Correct reasoning: "There are two possibilities: I pulled out a two-headed coin, then got 6 heads - and I pulled out a one-headed coin, then got 6 heads. The probability of the first outcome is 0.1%, and the probability of the second outcome is a little less than 2%. I should bet on the coin being fair."
What happened here? In the wrong reasoning one forgot to take into account the fact that the vast majority of the coins are fair, and that fact changes the calculation entirely. In the correct reasoning, one realized that, even though with a fair coin the probability of getting 6 heads in a row is low, the odds of pulling out a double-headed coin in the first place are far lower than that still.
---
This error is not just made in mathematical calculations, but it comes up all over the place: when choosing between different medical treatments, when deciding between different business decisions... and when choosing between multiple historical hypotheses.

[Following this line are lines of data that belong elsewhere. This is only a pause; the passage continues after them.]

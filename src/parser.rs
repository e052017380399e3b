//! Source parsing collaborator: a regex-based heuristic extractor in place
//! of a real lexer/tokenizer, used as the pragmatic default.

use crate::record::{FileRecord, InheritsFrom};
use crate::symbol::ScopedName;
use regex::Regex;
use std::path::Path;
use std::sync::LazyLock;

/// A parse callback per file. The core only ever talks to this trait;
/// `RegexParser` is the concrete default, but any implementation (a real
/// lexer, a tree-sitter grammar) can be swapped in.
pub trait SourceParser: Send + Sync {
    fn parse(&self, path: &Path, bytes: &[u8]) -> FileRecord;
}

static INCLUDE_RE: LazyLock<Regex> =
    LazyLock::new(|| Regex::new(r#"^\s*#\s*include\s*(?:"([^"]+)"|<([^>]+)>)"#).unwrap());

static USING_NAMESPACE_RE: LazyLock<Regex> =
    LazyLock::new(|| Regex::new(r"^\s*using\s+namespace\s+([A-Za-z_][A-Za-z0-9_:]*)\s*;").unwrap());

static CLASS_RE: LazyLock<Regex> = LazyLock::new(|| {
    Regex::new(r"^\s*(?:class|struct)\s+([A-Za-z_][A-Za-z0-9_]*)\s*(?::\s*([^{]+))?\{").unwrap()
});

static DECL_RE: LazyLock<Regex> = LazyLock::new(|| {
    Regex::new(r"^\s*[A-Za-z_][A-Za-z0-9_:<>, \*&]*\s+([A-Za-z_][A-Za-z0-9_]*)\s*\([^;{]*\)\s*;").unwrap()
});

static IMPL_RE: LazyLock<Regex> = LazyLock::new(|| {
    Regex::new(
        r"^\s*[A-Za-z_][A-Za-z0-9_:<>, \*&]*\s+((?:[A-Za-z_][A-Za-z0-9_]*::)*[A-Za-z_][A-Za-z0-9_]*)\s*\([^;{]*\)\s*\{",
    )
    .unwrap()
});

static BASE_NAME_RE: LazyLock<Regex> =
    LazyLock::new(|| Regex::new(r"(?:public|private|protected)?\s*([A-Za-z_][A-Za-z0-9_:]*)").unwrap());

/// Regex-based heuristic extractor. Recognizes includes, class/struct
/// declarations (with single and multiple inheritance), declaration-only
/// prototypes, implementations (qualified or file-scope, including a bare
/// `main`), and `using namespace` directives. Each is one independent regex
/// match per physical line, so a malformed line simply contributes nothing
/// rather than aborting the rest of the file; partial facts are kept.
pub struct RegexParser;

impl SourceParser for RegexParser {
    fn parse(&self, _path: &Path, bytes: &[u8]) -> FileRecord {
        let text = String::from_utf8_lossy(bytes);
        let mut record = FileRecord::new();

        for line in text.lines() {
            if let Some(caps) = INCLUDE_RE.captures(line) {
                if let Some(m) = caps.get(1) {
                    record.includes.push(crate::record::IncludeDirective {
                        quoted: true,
                        filename: m.as_str().to_string(),
                    });
                } else if let Some(m) = caps.get(2) {
                    record.includes.push(crate::record::IncludeDirective {
                        quoted: false,
                        filename: m.as_str().to_string(),
                    });
                }
                continue;
            }

            if let Some(caps) = USING_NAMESPACE_RE.captures(line) {
                record.using_namespaces.push(ScopedName::parse(&caps[1]));
                continue;
            }

            if let Some(caps) = CLASS_RE.captures(line) {
                let class_name = ScopedName::parse(&caps[1]);
                if let Some(bases) = caps.get(2) {
                    for base in bases.as_str().split(',') {
                        if let Some(bc) = BASE_NAME_RE.captures(base.trim()) {
                            record.inheritances.push(InheritsFrom {
                                derived: class_name.clone(),
                                base: ScopedName::parse(&bc[1]),
                            });
                        }
                    }
                }
                record.declared_classes.push(class_name);
                continue;
            }

            if let Some(caps) = IMPL_RE.captures(line) {
                record.implementations.push(ScopedName::parse(&caps[1]));
                continue;
            }

            if let Some(caps) = DECL_RE.captures(line) {
                record.declared_functions.push(ScopedName::parse(&caps[1]));
                continue;
            }
        }

        record
    }
}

Let us talk about "Jesus rising from the grave". According to our beloved Doctor William Lane Craig (from his first appearance on Alex O'Connor's podcast), between two explanations - naturalistic and religious - one should pick the one that best explains the evidence. He argues that the naturalistic explanation struggles with explaining the allegedly found Jesus' empty grave and a bunch of eye witness accounts records of which are spread across centuries - while religious explanation does not have this issue. Hence we should go with the religious one.
Believe it or not, but he makes the same error as in the coin example. He simply asks, "Given A is true, what is the probability of the observed outcome? And what is it given B is true? The latter is bigger than the former, so we should choose B over A". He does not take into account the fact that A and B might have the same probabilities of being true to begin with.

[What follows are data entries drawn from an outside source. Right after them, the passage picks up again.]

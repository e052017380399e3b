use clap::Parser;
use lazyut::config::Args;
use lazyut::parser::RegexParser;
use lazyut::path::RelPath;
use lazyut::{analyzer, config};
use std::fs;
use std::path::Path;
use tracing::info;
use tracing_subscriber::{fmt, EnvFilter};

fn main() -> anyhow::Result<()> {
    let args = Args::parse();

    let env_filter = if args.verbal {
        EnvFilter::new("debug")
    } else {
        EnvFilter::try_from_default_env().unwrap_or_else(|_| EnvFilter::new("info"))
    };
    fmt().with_env_filter(env_filter).with_target(false).compact().init();

    info!(?args, "lazyut starting");
    let config: config::AnalyzerConfig = args.into_config();
    info!(root = %config.root.display(), output = %config.output_dir.display(), "resolved configuration");

    let source_parser = RegexParser;
    let lists = analyzer::run(&config, &source_parser)?;

    write_list(
        &config.output_dir.join("srcs_affected.txt"),
        &rebase_all(&lists.src_affected, &config.root, config.src_base.as_deref()),
    )?;
    write_list(
        &config.output_dir.join("tests_affected.txt"),
        &rebase_all(&lists.test_affected, &config.root, config.test_base.as_deref()),
    )?;
    write_list(&config.output_dir.join("total_affected.txt"), &lists.total_affected)?;
    write_list(
        &config.output_dir.join("srcs_modified.txt"),
        &rebase_all(&lists.src_modified, &config.root, config.src_base.as_deref()),
    )?;
    write_list(
        &config.output_dir.join("tests_modified.txt"),
        &rebase_all(&lists.test_modified, &config.root, config.test_base.as_deref()),
    )?;

    info!("done");
    Ok(())
}

/// Rewrites paths relative to `base` for output, when one is configured.
/// The union list (`total_affected`) is left root-relative since it may
/// mix source and test files with different bases.
fn rebase_all(paths: &[RelPath], root: &Path, base: Option<&Path>) -> Vec<RelPath> {
    match base {
        None => paths.to_vec(),
        Some(b) => paths
            .iter()
            .map(|p| RelPath::relative_to(&root.join(p.to_pathbuf()), b).unwrap_or_else(|| p.clone()))
            .collect(),
    }
}

fn write_list(path: &Path, paths: &[RelPath]) -> anyhow::Result<()> {
    let mut out = String::new();
    for p in paths {
        out.push_str(&p.to_string());
        out.push('\n');
    }
    fs::write(path, out)?;
    Ok(())
}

But what are those probabilities? What does it even mean to talk about prior probability that naturalism is true? Well, in Bayesian statistics we look at the evidence of similar things happening and ask ourselves, "How often historically did A happen and how often did B happen?" Now, even the most prominent Christian advocates such as Dr Craig admit that, aside from Jesus', there are no known cases of human resurrection. Furthermore, the claim that Jesus was resurrected is exactly the hypothesis we test, so we cannot use it as evidence of itself... Therefore, here our prior probability has to be incredibly low: since there are no other known cases of human resurrection despite tens of billions of humans having died throughout the recorded history, there are few reasons to believe that it is even possible.
On the other hand, history is littered with examples of erroneous claims, false witness testimonies, misunderstood writings, straight out fantasies and so on. The prior probability of this being just one more such story is not 100%, of course, but it is very high - since it has happened to be the case in every single instance ever recorded.

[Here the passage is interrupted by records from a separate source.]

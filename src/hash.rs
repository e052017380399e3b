//! Content-hash primitives.
//!
//! Digests are 16 bytes (MD5), computed from a buffered chunked read so a
//! large source file is never pulled fully into memory just to be hashed.

use md5::{Digest, Md5};
use std::fs;
use std::io::{self, Read};
use std::path::Path;

/// A 16-byte content digest.
#[derive(Debug, Clone, Copy, PartialEq, Eq, Hash, Default, serde::Serialize, serde::Deserialize)]
pub struct ContentHash(pub [u8; 16]);

impl ContentHash {
    pub fn to_hex(&self) -> String {
        self.0.iter().map(|b| format!("{b:02x}")).collect()
    }
}

/// Hashes the bytes of `path` in 8KiB chunks, matching the buffered-read
/// shape the rest of the pipeline uses for every other file read.
pub fn hash_file(path: &Path) -> io::Result<ContentHash> {
    let file = fs::File::open(path)?;
    let mut reader = io::BufReader::new(file);
    let mut hasher = Md5::new();
    let mut buf = [0u8; 8192];
    loop {
        let n = reader.read(&mut buf)?;
        if n == 0 {
            break;
        }
        hasher.update(&buf[..n]);
    }
    let digest = hasher.finalize();
    let mut out = [0u8; 16];
    out.copy_from_slice(&digest);
    Ok(ContentHash(out))
}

So now we have two hypotheses: naturalism, and religionism. The naturalistic hypothesis struggles a little with explaining a couple of historical facts, but given other observations, there is a very high chance that it still holds and the facts can be explained eventually. On the other hand, religious hypothesis explains everything perfectly well if it holds - but we have absolutely zero data supporting it even being possible in principle, let alone actually occurring here. In the first case we have an explanation that has always worked well and just struggles a little here; in the second case we have an explanation that has never worked at all, but if it worked, it would explain everything. Which one is better?
---
Instead of answering the question, I will suggest yet another analogy, a food for thought.
For the past 100 days my friend has been meditating every morning, until yesterday. Yesterday she skipped her meditation, and in the evening got a raise at her job. Consider two competing hypotheses:
1) Meditating exactly for 100 days and then stopping always causes one to get a raise.
2) It is a coincidence.
Which is a better explanation of what happened?